Open myitcv opened 9 years ago

myitcv commented 9 years ago

I think this has been raised in various places and in various guises before so apologies if this is noise repeated elsewhere (I couldn't find anything on this particular suggestion)

The package in question is bootstrap-slider [Github]

As you can see the registry contains an override for v4.5.4

The current version is v5.0.13

Looking at the output of jspm install bootstrap-slider:

$ jspm --version
0.16.2
$ jspm install bootstrap-slider
     Creating registry cache...
     Looking up github:seiyria/bootstrap-slider
ok   Installed bootstrap-slider as github:seiyria/bootstrap-slider@^5.0.13 (5.0.13)
ok   Install tree has no forks.

warn core-js@0.9.18 is unsupported for this version of jspm. Use jspm dl-loader to update.

ok   Install complete.

(I'll ignore the error about core-js for now)

Clearly no override has been installed here. Nor is there any indication that one might be needed.

Can I suggest that the install should have failed at this point, because there exists an override for another (not necessarily earlier) version of the same package?

The thinking being: if an override were needed for another version, it is highly likely one is needed for this version too.

The solution for this particular package (as I understand it from here) would either be:

Would have the added benefit of improving the quality of the registry.

Have I missed something obvious here? Thoughts?

As a side note, is the registry 'tested' in any way, i.e. how do we know at a given point in time that the provided overrides 'work'?

Thanks

guybedford commented 9 years ago

The idea is that overrides are only ever temporary - the place where overrides truly belong is in the package.json of the original package, managed by the owner. In a world where everyone uses jspm, overrides shouldn't be necessary.

So this workflow is designed to transition towards such a scenario. The existence of warnings when installing is usually a good sign that the package needs an override. Perhaps we just need to document this, and also encourage workflows around pushing overrides to the original repos. There were also plans of making this all automated via a PR bot, but that issue is still outstanding.

Let me know if that makes sense to you, or if you have any suggestions here as well.
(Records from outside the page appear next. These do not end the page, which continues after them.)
// SPDX-License-Identifier: MPL-2.0
// This Source Code Form is subject to the terms of the Mozilla Public
// License, v. 2.0. If a copy of the MPL was not distributed with this
// file, You can obtain one at https://mozilla.org/MPL/2.0/.

//! Device state tracking.

use crate::types::{ExceptionEntry, HvacAction, HvacMode, PresetMode, Source};

use super::{BoilerBlock, ChangeSet, Field, StateUpdate};

/// Last known state of a thermostat.
///
/// A state starts out empty and is filled by the first full refresh. After
/// that it is either replaced wholesale by a later refresh or patched by a
/// webhook [`StateUpdate`].
///
/// `boiler` is only present for installations that talk OpenTherm to the
/// boiler; consumers must check for it.
///
/// # Examples
///
/// ```
/// use thermosmart_lib::state::DeviceState;
/// use thermosmart_lib::types::Source;
///
/// let state = DeviceState::new()
///     .with_room_temperature(19.5)
///     .with_source(Source::Pause);
///
/// assert!(state.is_away());
/// assert_eq!(state.hvac_mode(), None);
/// assert!(state.boiler().is_none());
/// ```
#[derive(Debug, Clone, Default, PartialEq)]
pub struct DeviceState {
    room_temperature: Option<f64>,
    target_temperature: Option<f64>,
    source: Option<Source>,
    boiler: Option<BoilerBlock>,
    exceptions: Vec<ExceptionEntry>,
}

impl DeviceState {
    /// Creates a new empty device state.
    #[must_use]
    pub fn new() -> Self {
        Self::default()
    }

    /// Sets the room temperature.
    #[must_use]
    pub fn with_room_temperature(mut self, celsius: f64) -> Self {
        self.room_temperature = Some(celsius);
        self
    }

    /// Sets the target temperature.
    #[must_use]
    pub fn with_target_temperature(mut self, celsius: f64) -> Self {
        self.target_temperature = Some(celsius);
        self
    }

    /// Sets the target temperature source.
    #[must_use]
    pub fn with_source(mut self, source: Source) -> Self {
        self.source = Some(source);
        self
    }

    /// Sets the boiler block.
    #[must_use]
    pub fn with_boiler(mut self, boiler: BoilerBlock) -> Self {
        self.boiler = Some(boiler);
        self
    }

    /// Sets the exception list.
    #[must_use]
    pub fn with_exceptions(mut self, exceptions: Vec<ExceptionEntry>) -> Self {
        self.exceptions = exceptions;
        self
    }

    /// Measured room temperature in °C.
    #[must_use]
    pub fn room_temperature(&self) -> Option<f64> {
        self.room_temperature
    }

    /// Current set-point in °C.
    #[must_use]
    pub fn target_temperature(&self) -> Option<f64> {
        self.target_temperature
    }

    /// Origin of the current set-point.
    #[must_use]
    pub fn source(&self) -> Option<Source> {
        self.source
    }

    /// Boiler readings, if the installation supports OpenTherm.
    #[must_use]
    pub fn boiler(&self) -> Option<&BoilerBlock> {
        self.boiler.as_ref()
    }

    /// Returns `true` if the installation reports boiler data.
    #[must_use]
    pub fn supports_opentherm(&self) -> bool {
        self.boiler.is_some()
    }

    /// Scheduled exceptions, in vendor order.
    #[must_use]
    pub fn exceptions(&self) -> &[ExceptionEntry] {
        &self.exceptions
    }

    // ========== Derived views ==========

    /// Returns `true` when the thermostat is paused.
    #[must_use]
    pub fn is_away(&self) -> bool {
        self.source.is_some_and(|s| s.is_away())
    }

    /// Returns the active preset.
    #[must_use]
    pub fn preset(&self) -> PresetMode {
        self.source.map_or(PresetMode::None, |s| s.preset())
    }

    /// Returns the HVAC mode implied by the source.
    #[must_use]
    pub fn hvac_mode(&self) -> Option<HvacMode> {
        self.source.and_then(|s| s.hvac_mode())
    }

    /// Returns what the boiler is doing, if boiler data is available.
    #[must_use]
    pub fn hvac_action(&self) -> Option<HvacAction> {
        self.boiler.as_ref().map(BoilerBlock::hvac_action)
    }

    // ========== Updates ==========

    /// Compares two snapshots field by field.
    #[must_use]
    pub fn diff(&self, other: &DeviceState) -> ChangeSet {
        ChangeSet {
            room_temperature: self.room_temperature != other.room_temperature,
            target_temperature: self.target_temperature != other.target_temperature,
            source: self.source != other.source,
            boiler: self.boiler != other.boiler,
            exceptions: self.exceptions != other.exceptions,
        }
    }

    /// Applies a partial update and returns the fields that changed.
    ///
    /// Fields absent from the update keep their current value.
    pub fn apply(&mut self, update: &StateUpdate) -> ChangeSet {
        let mut changes = ChangeSet::default();

        changes.room_temperature = apply_reading(&mut self.room_temperature, &update.room_temperature);
        changes.target_temperature =
            apply_reading(&mut self.target_temperature, &update.target_temperature);

        if let Field::Present(source) = update.source
            && self.source != Some(source)
        {
            self.source = Some(source);
            changes.source = true;
        }

        match &update.boiler {
            Field::Present(boiler) => {
                changes.boiler = match &mut self.boiler {
                    Some(current) => current.merge(boiler),
                    None => {
                        self.boiler = Some(boiler.clone());
                        true
                    }
                };
            }
            Field::Null if self.boiler.is_some() => {
                self.boiler = None;
                changes.boiler = true;
            }
            _ => {}
        }

        match &update.exceptions {
            Field::Present(exceptions) if *exceptions != self.exceptions => {
                self.exceptions.clone_from(exceptions);
                changes.exceptions = true;
            }
            Field::Null if !self.exceptions.is_empty() => {
                self.exceptions.clear();
                changes.exceptions = true;
            }
            _ => {}
        }

        changes
    }
}

fn apply_reading(current: &mut Option<f64>, update: &Field<f64>) -> bool {
    let next = match update {
        Field::Absent => return false,
        Field::Null => None,
        Field::Present(v) => Some(*v),
    };

    if *current == next {
        false
    } else {
        *current = next;
        true
    }
}
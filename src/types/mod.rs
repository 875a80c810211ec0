// SPDX-License-Identifier: MPL-2.0
// This Source Code Form is subject to the terms of the Mozilla Public
// License, v. 2.0. If a copy of the MPL was not distributed with this
// file, You can obtain one at https://mozilla.org/MPL/2.0/.

//! Value types for Thermosmart thermostats.
//!
//! # Types
//!
//! - [`ThermostatId`] - Vendor identifier of a thermostat
//! - [`Source`] - Why the current set-point is what it is
//! - [`HvacMode`], [`HvacAction`], [`PresetMode`] - Views derived for the climate entity
//! - [`TargetTemperature`] - Set-point within the accepted range
//! - [`ExceptionEntry`], [`ExceptionProgram`] - Scheduling exceptions

mod exception;
mod source;
mod temperature;
mod thermostat_id;

pub use exception::{ExceptionEntry, ExceptionProgram};
pub use source::{HvacAction, HvacMode, PresetMode, Source};
pub use temperature::TargetTemperature;
pub use thermostat_id::ThermostatId;
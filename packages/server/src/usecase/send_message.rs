//! UseCase: メッセージ送信処理
//!
//! 表示に使うニックネームとスタイルはメッセージのペイロードの値をそのまま
//! 使い、セッションに保存された値とは照合しない。

use std::sync::Arc;

use crate::domain::{ConnectionId, RoomRepository, Style};

use super::{BroadcastService, error::EventError};

/// メッセージ送信のユースケース
pub struct SendMessageUseCase {
    repository: Arc<dyn RoomRepository>,
    broadcast: Arc<BroadcastService>,
}

impl SendMessageUseCase {
    pub fn new(repository: Arc<dyn RoomRepository>, broadcast: Arc<BroadcastService>) -> Self {
        Self {
            repository,
            broadcast,
        }
    }

    /// `"<nickname>: <text>"` を送信者を含むルーム全員に送る
    ///
    /// # Returns
    ///
    /// 送信先の数
    pub async fn execute(
        &self,
        id: ConnectionId,
        nickname: String,
        text: String,
        style: Option<Style>,
    ) -> Result<usize, EventError> {
        let room_id = self
            .repository
            .joined_room(id)
            .await
            .ok_or(EventError::NotJoined)?;

        let line = format!("{}: {}", nickname, text);
        tracing::debug!("Broadcasting chat in room '{}': {}", room_id, line);
        Ok(self.broadcast.broadcast(&room_id, line, style).await)
    }
}
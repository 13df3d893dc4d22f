//! Graceful shutdown signal.

use tokio::signal;

/// Resolves on Ctrl+C, or SIGTERM on Unix.
pub async fn shutdown_signal() {
    let ctrl_c = async {
        if let Err(e) = signal::ctrl_c().await {
            tracing::error!("Failed to install Ctrl+C handler: {}", e);
            std::future::pending::<()>().await;
        }
    };

    #[cfg(unix)]
    let terminate = async {
        match signal::unix::signal(signal::unix::SignalKind::terminate()) {
            Ok(mut stream) => {
                stream.recv().await;
            }
            Err(e) => {
                tracing::error!("Failed to install SIGTERM handler: {}", e);
                std::future::pending::<()>().await;
            }
        }
    };

    #[cfg(not(unix))]
    let terminate = std::future::pending::<()>();

    tokio::select! {
        _ = ctrl_c => {},
        _ = terminate => {},
    }

    tracing::info!("Shutdown signal received, starting graceful shutdown");
}
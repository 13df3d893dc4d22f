//! WebSocket connection handlers.
//!
//! Each connection runs two tasks: one drains the connection's outbound
//! channel into the socket, the other parses inbound frames and dispatches
//! them to the use cases. When either ends the connection is closed exactly
//! once.

use std::sync::Arc;

use axum::{
    extract::{
        State,
        ws::{Message, WebSocket, WebSocketUpgrade},
    },
    response::IntoResponse,
};
use futures_util::{
    sink::SinkExt,
    stream::{SplitSink, StreamExt},
};
use tokio::sync::mpsc;

use crate::{
    domain::ConnectionId,
    infrastructure::dto::websocket::InboundMessage,
    ui::state::AppState,
    usecase::JoinRequest,
};

pub async fn websocket_handler(
    ws: WebSocketUpgrade,
    State(state): State<Arc<AppState>>,
) -> impl IntoResponse {
    ws.on_upgrade(move |socket| handle_socket(socket, state))
}

/// Spawns a task that receives messages from the rx channel and pushes them to the WebSocket sender.
fn pusher_loop(
    mut rx: mpsc::UnboundedReceiver<String>,
    mut sender: SplitSink<WebSocket, Message>,
) -> tokio::task::JoinHandle<()> {
    tokio::spawn(async move {
        while let Some(msg) = rx.recv().await {
            if sender.send(Message::Text(msg.into())).await.is_err() {
                break;
            }
        }
    })
}

async fn handle_socket(socket: WebSocket, state: Arc<AppState>) {
    let (sender, mut receiver) = socket.split();

    // Create a channel for this connection to receive messages
    let (tx, rx) = mpsc::unbounded_channel();
    let connection_id = state.connect_participant_usecase.execute(tx).await;
    tracing::info!("Connection '{}' opened", connection_id);

    let state_clone = state.clone();

    // Spawn a task to receive messages from this connection
    let mut recv_task = tokio::spawn(async move {
        while let Some(msg) = receiver.next().await {
            let msg = match msg {
                Ok(msg) => msg,
                Err(e) => {
                    tracing::warn!("WebSocket error on '{}': {}", connection_id, e);
                    break;
                }
            };

            match msg {
                Message::Text(text) => {
                    dispatch(&state_clone, connection_id, text.as_str()).await;
                }
                Message::Close(_) => {
                    tracing::info!("Connection '{}' requested close", connection_id);
                    break;
                }
                // Ping/pong is handled automatically by the WebSocket protocol
                _ => {}
            }
        }
    });

    // Spawn a task to push outbound messages to this connection
    let mut send_task = pusher_loop(rx, sender);

    // If any one of the tasks completes, abort the other
    tokio::select! {
        _ = &mut recv_task => send_task.abort(),
        _ = &mut send_task => recv_task.abort(),
    };

    let departure = state
        .disconnect_participant_usecase
        .execute(connection_id)
        .await;
    tracing::info!(
        "Connection '{}' closed (room: {:?}, room removed: {})",
        connection_id,
        departure.room.as_ref().map(|room| room.as_str()),
        departure.room_removed
    );
}

/// Parse one inbound frame and hand it to the matching use case.
///
/// Unparseable frames are dropped. Events rejected because of the session
/// state are dropped without notifying the client.
async fn dispatch(state: &AppState, id: ConnectionId, text: &str) {
    let message = match serde_json::from_str::<InboundMessage>(text) {
        Ok(message) => message,
        Err(e) => {
            tracing::warn!("Dropping unparseable frame from '{}': {}", id, e);
            return;
        }
    };

    match message {
        InboundMessage::Join(payload) => {
            let request = JoinRequest {
                room_id: payload.room_id,
                password: payload.password,
                nickname: payload.nickname,
                style: payload.style,
            };
            if let Err(e) = state.join_room_usecase.execute(id, request).await {
                tracing::debug!("Join from '{}' rejected: {}", id, e);
            }
        }
        InboundMessage::UpdateNickname(payload) => {
            if let Err(e) = state
                .update_nickname_usecase
                .execute(
                    id,
                    payload.old_nickname,
                    payload.new_nickname,
                    payload.style,
                )
                .await
            {
                tracing::debug!("Dropping update_nickname from '{}': {}", id, e);
            }
        }
        InboundMessage::UpdateStyle(payload) => {
            if let Err(e) = state.update_style_usecase.execute(id, payload.style).await {
                tracing::debug!("Dropping update_style from '{}': {}", id, e);
            }
        }
        InboundMessage::Chat(payload) => {
            if let Err(e) = state
                .send_message_usecase
                .execute(id, payload.nickname, payload.text, payload.style)
                .await
            {
                tracing::debug!("Dropping chat from '{}': {}", id, e);
            }
        }
    }
}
myitcv commented 9 years ago

@guybedford thanks for the response.

The idea is that overrides are only ever temporary - the place where overrides truly belong is in the package.json of the original package, managed by the owner. In a world where everyone uses jspm, overrides shouldn't be necessary

100% with this, but I think we can improve the experience of those who find themselves installing packages that are in the transition period (for whatever reason)

The existence of warnings when installing is usually a good sign that the package needs an override.

Just to be clear, those warnings that I commented on above are unrelated (as far as I can tell) to bootstrap-slider. In a fresh jspm-init-ed project, there are no warnings:

$ npm init
...
$ npm install --save-dev jspm
...
$ export PATH=$PWD/node_modules/.bin:$PATH
...
$ jspm init
Would you like jspm to prefix the jspm package.json properties under jspm? [yes]:
Enter server baseURL (public folder path) [./]:
Enter jspm packages folder [./jspm_packages]:
Enter config file path [./config.js]:
Configuration file config.js doesn't exist, create it? [yes]:
Enter client baseURL (public folder URL) [/]:
Do you wish to use an ES6 transpiler? [yes]:no
ok   Verified package.json at package.json
     Verified config file at config.js
     Looking up loader files...
       system.js
       system.src.js
       system.js.map
       system-csp-production.js
       system-csp-production.src.js
       system-csp-production.js.map
       system-polyfills.js
       system-polyfills.src.js
       system-polyfills.js.map

     Using loader versions:
       systemjs@0.18.17
ok   Loader files downloaded successfully

$ jspm install bootstrap-slider
     Creating registry cache...
     Looking up github:seiyria/bootstrap-slider
ok   Installed bootstrap-slider as github:seiyria/bootstrap-slider@^5.0.13 (5.0.13)
ok   Install tree has no forks.

ok   Install complete.

My understanding of the jspm install flow is a bit vague so perhaps you can sense check this suggestion:

  1. If there is a package.json override in the original package use it and stop
  2. If there exists an override in the JSPM registry for this package (any version):
    1. If there is a match according to the rules of the semver matching (as described in the quoted text here) use it and stop
    2. Else exit with an error and stop, warning that there probably should be an override for the version being install but isn't
  3. Else install according to the existing rules and only exit with an error if there is a problem

My suggestion here is the introduction of step 2.ii. At the moment this step does not exist and so my install of bootstrap-slider falls through to case 3, and seemingly succeeds.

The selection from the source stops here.